____ INFORMATION PROVIDED

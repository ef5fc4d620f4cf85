use miette::{Diagnostic, NamedSource, SourceSpan};
use pysq_compiler::CompileError;
use thiserror::Error;

/// Result type for CLI operations
pub type Result<T> = std::result::Result<T, Error>;

/// Errors surfaced by the `pysq` subcommands
#[derive(Error, Debug, Diagnostic)]
pub enum Error {
    #[error("failed to read {path}: {message}")]
    #[diagnostic(code(pysq::read))]
    Read { path: String, message: String },

    #[error("failed to write {path}: {message}")]
    #[diagnostic(code(pysq::write))]
    Write { path: String, message: String },

    #[error("{message}")]
    #[diagnostic(code(pysq::compile))]
    Compile {
        message: String,
        #[label("here")]
        span: SourceSpan,
        #[source_code]
        src: NamedSource<String>,
    },

    #[error("invalid table configuration: {message}")]
    #[diagnostic(code(pysq::config))]
    Config { message: String },
}

impl Error {
    /// Attach the source text to a front-end error so the report can label it
    pub fn compile(path: &str, source: &str, err: &CompileError) -> Self {
        let span = err.span();
        Error::Compile {
            message: format!("{}: {}", span, err.message()),
            span: (span.offset, span.len).into(),
            src: NamedSource::new(path, source.to_string()),
        }
    }
}
//! Variable registry: maps source names to table slots.
//!
//! Every declaration takes the next sequential [`VariableId`], including a
//! re-declaration of a name already in use. Reads resolve to the most
//! recent declaration, so earlier slots stay allocated until cleanup.

use indexmap::IndexMap;
use pysq_core::{PrimitiveType, VariableId};

/// A declared variable.
#[derive(Clone, Copy, Debug, PartialEq, Eq)]
pub struct Variable {
    /// Slot assigned to the declaration.
    pub id: VariableId,
    /// Declared type.
    pub ty: PrimitiveType,
}

/// Name → variable mapping for one compilation unit.
#[derive(Debug)]
pub struct VariableRegistry {
    /// Latest declaration per name, in first-declaration order.
    variables: IndexMap<String, Variable>,
    next_id: u32,
    capacity: usize,
}

impl VariableRegistry {
    /// Create an empty registry for a table of `capacity` slots.
    pub fn new(capacity: usize) -> Self {
        Self {
            variables: IndexMap::new(),
            next_id: 0,
            capacity,
        }
    }

    /// Declare `name` with type `ty`, returning its fresh slot.
    ///
    /// Returns `None` when every slot of the table has been handed out.
    pub fn declare(&mut self, name: &str, ty: PrimitiveType) -> Option<Variable> {
        if self.next_id as usize >= self.capacity {
            return None;
        }
        let var = Variable {
            id: VariableId(self.next_id),
            ty,
        };
        self.next_id += 1;
        self.variables.insert(name.to_string(), var);
        Some(var)
    }

    /// Resolve a name to its latest declaration.
    pub fn resolve(&self, name: &str) -> Option<Variable> {
        self.variables.get(name).copied()
    }

    /// Number of slots handed out so far.
    pub fn slot_count(&self) -> usize {
        self.next_id as usize
    }

    /// Slot count of the target table.
    pub fn capacity(&self) -> usize {
        self.capacity
    }

    /// Iterate visible names and their latest declarations.
    pub fn iter(&self) -> impl Iterator<Item = (&str, Variable)> + '_ {
        self.variables.iter().map(|(k, v)| (k.as_str(), *v))
    }
}
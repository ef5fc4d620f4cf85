//! Abstract syntax tree.
//!
//! The parser resolves names while building the tree, so every variable
//! read and declaration already carries its slot and every call its
//! built-in.

use std::fmt::Write as _;

use crate::builtin::Builtin;
use crate::span::Span;
use crate::symbols::Variable;

/// An expression.
#[derive(Clone, Debug, PartialEq, Eq)]
pub enum Expr {
    /// Integer literal.
    Int {
        /// The value.
        value: i32,
        /// Literal location.
        span: Span,
    },
    /// Read of a declared variable.
    VariableRead {
        /// Source name.
        name: String,
        /// The declaration the name resolved to.
        var: Variable,
        /// Name location.
        span: Span,
    },
    /// Call of a built-in.
    FunctionCall {
        /// The built-in being called.
        builtin: Builtin,
        /// Argument expressions, in order.
        args: Vec<Expr>,
        /// Function name location.
        span: Span,
    },
}

impl Expr {
    /// Location of the expression's leading token.
    pub fn span(&self) -> Span {
        match self {
            Self::Int { span, .. }
            | Self::VariableRead { span, .. }
            | Self::FunctionCall { span, .. } => *span,
        }
    }

    /// Whether evaluating the expression yields a value.
    pub fn has_value(&self) -> bool {
        match self {
            Self::Int { .. } | Self::VariableRead { .. } => true,
            Self::FunctionCall { builtin, .. } => builtin.returns_value(),
        }
    }
}

/// A top-level statement.
#[derive(Clone, Debug, PartialEq, Eq)]
pub enum Stmt {
    /// `name: type = value`: allocate a slot and store into it.
    Assignation {
        /// Source name.
        name: String,
        /// Slot and type of this declaration.
        var: Variable,
        /// Value stored into the slot.
        value: Expr,
        /// Name location.
        span: Span,
    },
    /// An expression evaluated for its effect.
    Expr(Expr),
}

/// The entry point: a whole compilation unit.
#[derive(Clone, Debug, Default, PartialEq, Eq)]
pub struct Module {
    /// Statements in source order.
    pub statements: Vec<Stmt>,
    /// Number of table slots the program uses.
    pub slot_count: usize,
}

/// Render `module` as an indented tree, one node per line.
pub fn dump_ast(module: &Module) -> String {
    let mut out = String::from("Entrypoint\n");
    for stmt in &module.statements {
        match stmt {
            Stmt::Assignation {
                name, var, value, ..
            } => {
                line(&mut out, 1, &format!("Assignation({name}: {}, slot {})", var.ty, var.id));
                dump_expr(&mut out, value, 2);
            }
            Stmt::Expr(expr) => dump_expr(&mut out, expr, 1),
        }
    }
    out
}

fn dump_expr(out: &mut String, expr: &Expr, level: usize) {
    match expr {
        Expr::Int { value, .. } => line(out, level, &format!("Int({value})")),
        Expr::VariableRead { name, var, .. } => {
            line(out, level, &format!("VariableRead({name}, slot {})", var.id))
        }
        Expr::FunctionCall { builtin, args, .. } => {
            line(out, level, &format!("FunctionCall({builtin})"));
            for arg in args {
                dump_expr(out, arg, level + 1);
            }
        }
    }
}

fn line(out: &mut String, level: usize, text: &str) {
    let _ = writeln!(out, "{}-> {text}", "    ".repeat(level));
}

#[cfg(test)]
mod tests {
    use super::*;
    use crate::compile;

    #[test]
    fn empty_module_dumps_entrypoint_only() {
        assert_eq!(dump_ast(&Module::default()), "Entrypoint\n");
    }

    #[test]
    fn dump_nests_values_under_their_statement() {
        let module = compile("x: int = 5\nprint(x)").unwrap();
        assert_eq!(
            dump_ast(&module),
            "Entrypoint\n\
             \x20   -> Assignation(x: int, slot 0)\n\
             \x20       -> Int(5)\n\
             \x20   -> FunctionCall(print)\n\
             \x20       -> VariableRead(x, slot 0)\n"
        );
    }

    #[test]
    fn redeclaration_dumps_a_fresh_slot() {
        let module = compile("x: int = 1\nx: int = 2").unwrap();
        let dump = dump_ast(&module);
        assert!(dump.contains("Assignation(x: int, slot 0)"));
        assert!(dump.contains("Assignation(x: int, slot 1)"));
    }

    #[test]
    fn has_value_follows_builtin() {
        let module = compile("print(1)").unwrap();
        let Stmt::Expr(call) = &module.statements[0] else {
            panic!("expected expression statement");
        };
        assert!(!call.has_value());
        let Expr::FunctionCall { args, .. } = call else {
            panic!("expected call");
        };
        assert!(args[0].has_value());
        assert_eq!(args[0].span().column, 7);
    }
}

________

(WHAT THE TASK REQUIRES) Type out the entries exactly as they appear above.

(ANSWER TO THE EXERCISE)
repository ef5fc4d620f4cf85
use miette::{Diagnostic, NamedSource, SourceSpan};
use pysq_compiler::CompileError;
use thiserror::Error;

/// Result type for CLI operations
pub type Result<T> = std::result::Result<T, Error>;

/// Errors surfaced by the `pysq` subcommands
#[derive(Error, Debug, Diagnostic)]
pub enum Error {
    #[error("failed to read {path}: {message}")]
    #[diagnostic(code(pysq::read))]
    Read { path: String, message: String },

    #[error("failed to write {path}: {message}")]
    #[diagnostic(code(pysq::write))]
    Write { path: String, message: String },

    #[error("{message}")]
    #[diagnostic(code(pysq::compile))]
    Compile {
        message: String,
        #[label("here")]
        span: SourceSpan,
        #[source_code]
        src: NamedSource<String>,
    },

    #[error("invalid table configuration: {message}")]
    #[diagnostic(code(pysq::config))]
    Config { message: String },
}

impl Error {
    /// Attach the source text to a front-end error so the report can label it
    pub fn compile(path: &str, source: &str, err: &CompileError) -> Self {
        let span = err.span();
        Error::Compile {
            message: format!("{}: {}", span, err.message()),
            span: (span.offset, span.len).into(),
            src: NamedSource::new(path, source.to_string()),
        }
    }
}
//! Variable registry: maps source names to table slots.
//!
//! Every declaration takes the next sequential [`VariableId`], including a
//! re-declaration of a name already in use. Reads resolve to the most
//! recent declaration, so earlier slots stay allocated until cleanup.

use indexmap::IndexMap;
use pysq_core::{PrimitiveType, VariableId};

/// A declared variable.
#[derive(Clone, Copy, Debug, PartialEq, Eq)]
pub struct Variable {
    /// Slot assigned to the declaration.
    pub id: VariableId,
    /// Declared type.
    pub ty: PrimitiveType,
}

/// Name → variable mapping for one compilation unit.
#[derive(Debug)]
pub struct VariableRegistry {
    /// Latest declaration per name, in first-declaration order.
    variables: IndexMap<String, Variable>,
    next_id: u32,
    capacity: usize,
}

impl VariableRegistry {
    /// Create an empty registry for a table of `capacity` slots.
    pub fn new(capacity: usize) -> Self {
        Self {
            variables: IndexMap::new(),
            next_id: 0,
            capacity,
        }
    }

    /// Declare `name` with type `ty`, returning its fresh slot.
    ///
    /// Returns `None` when every slot of the table has been handed out.
    pub fn declare(&mut self, name: &str, ty: PrimitiveType) -> Option<Variable> {
        if self.next_id as usize >= self.capacity {
            return None;
        }
        let var = Variable {
            id: VariableId(self.next_id),
            ty,
        };
        self.next_id += 1;
        self.variables.insert(name.to_string(), var);
        Some(var)
    }

    /// Resolve a name to its latest declaration.
    pub fn resolve(&self, name: &str) -> Option<Variable> {
        self.variables.get(name).copied()
    }

    /// Number of slots handed out so far.
    pub fn slot_count(&self) -> usize {
        self.next_id as usize
    }

    /// Slot count of the target table.
    pub fn capacity(&self) -> usize {
        self.capacity
    }

    /// Iterate visible names and their latest declarations.
    pub fn iter(&self) -> impl Iterator<Item = (&str, Variable)> + '_ {
        self.variables.iter().map(|(k, v)| (k.as_str(), *v))
    }
}
repository ef5fc4d620f4cf85
//! Abstract syntax tree.
//!
//! The parser resolves names while building the tree, so every variable
//! read and declaration already carries its slot and every call its
//! built-in.

use std::fmt::Write as _;

use crate::builtin::Builtin;
use crate::span::Span;
use crate::symbols::Variable;

/// An expression.
#[derive(Clone, Debug, PartialEq, Eq)]
pub enum Expr {
    /// Integer literal.
    Int {
        /// The value.
        value: i32,
        /// Literal location.
        span: Span,
    },
    /// Read of a declared variable.
    VariableRead {
        /// Source name.
        name: String,
        /// The declaration the name resolved to.
        var: Variable,
        /// Name location.
        span: Span,
    },
    /// Call of a built-in.
    FunctionCall {
        /// The built-in being called.
        builtin: Builtin,
        /// Argument expressions, in order.
        args: Vec<Expr>,
        /// Function name location.
        span: Span,
    },
}

impl Expr {
    /// Location of the expression's leading token.
    pub fn span(&self) -> Span {
        match self {
            Self::Int { span, .. }
            | Self::VariableRead { span, .. }
            | Self::FunctionCall { span, .. } => *span,
        }
    }

    /// Whether evaluating the expression yields a value.
    pub fn has_value(&self) -> bool {
        match self {
            Self::Int { .. } | Self::VariableRead { .. } => true,
            Self::FunctionCall { builtin, .. } => builtin.returns_value(),
        }
    }
}

/// A top-level statement.
#[derive(Clone, Debug, PartialEq, Eq)]
pub enum Stmt {
    /// `name: type = value`: allocate a slot and store into it.
    Assignation {
        /// Source name.
        name: String,
        /// Slot and type of this declaration.
        var: Variable,
        /// Value stored into the slot.
        value: Expr,
        /// Name location.
        span: Span,
    },
    /// An expression evaluated for its effect.
    Expr(Expr),
}

/// The entry point: a whole compilation unit.
#[derive(Clone, Debug, Default, PartialEq, Eq)]
pub struct Module {
    /// Statements in source order.
    pub statements: Vec<Stmt>,
    /// Number of table slots the program uses.
    pub slot_count: usize,
}

/// Render `module` as an indented tree, one node per line.
pub fn dump_ast(module: &Module) -> String {
    let mut out = String::from("Entrypoint\n");
    for stmt in &module.statements {
        match stmt {
            Stmt::Assignation {
                name, var, value, ..
            } => {
                line(&mut out, 1, &format!("Assignation({name}: {}, slot {})", var.ty, var.id));
                dump_expr(&mut out, value, 2);
            }
            Stmt::Expr(expr) => dump_expr(&mut out, expr, 1),
        }
    }
    out
}

fn dump_expr(out: &mut String, expr: &Expr, level: usize) {
    match expr {
        Expr::Int { value, .. } => line(out, level, &format!("Int({value})")),
        Expr::VariableRead { name, var, .. } => {
            line(out, level, &format!("VariableRead({name}, slot {})", var.id))
        }
        Expr::FunctionCall { builtin, args, .. } => {
            line(out, level, &format!("FunctionCall({builtin})"));
            for arg in args {
                dump_expr(out, arg, level + 1);
            }
        }
    }
}

fn line(out: &mut String, level: usize, text: &str) {
    let _ = writeln!(out, "{}-> {text}", "    ".repeat(level));
}

#[cfg(test)]
mod tests {
    use super::*;
    use crate::compile;

    #[test]
    fn empty_module_dumps_entrypoint_only() {
        assert_eq!(dump_ast(&Module::default()), "Entrypoint\n");
    }

    #[test]
    fn dump_nests_values_under_their_statement() {
        let module = compile("x: int = 5\nprint(x)").unwrap();
        assert_eq!(
            dump_ast(&module),
            "Entrypoint\n\
             \x20   -> Assignation(x: int, slot 0)\n\
             \x20       -> Int(5)\n\
             \x20   -> FunctionCall(print)\n\
             \x20       -> VariableRead(x, slot 0)\n"
        );
    }

    #[test]
    fn redeclaration_dumps_a_fresh_slot() {
        let module = compile("x: int = 1\nx: int = 2").unwrap();
        let dump = dump_ast(&module);
        assert!(dump.contains("Assignation(x: int, slot 0)"));
        assert!(dump.contains("Assignation(x: int, slot 1)"));
    }

    #[test]
    fn has_value_follows_builtin() {
        let module = compile("print(1)").unwrap();
        let Stmt::Expr(call) = &module.statements[0] else {
            panic!("expected expression statement");
        };
        assert!(!call.has_value());
        let Expr::FunctionCall { args, .. } = call else {
            panic!("expected call");
        };
        assert!(args[0].has_value());
        assert_eq!(args[0].span().column, 7);
    }
}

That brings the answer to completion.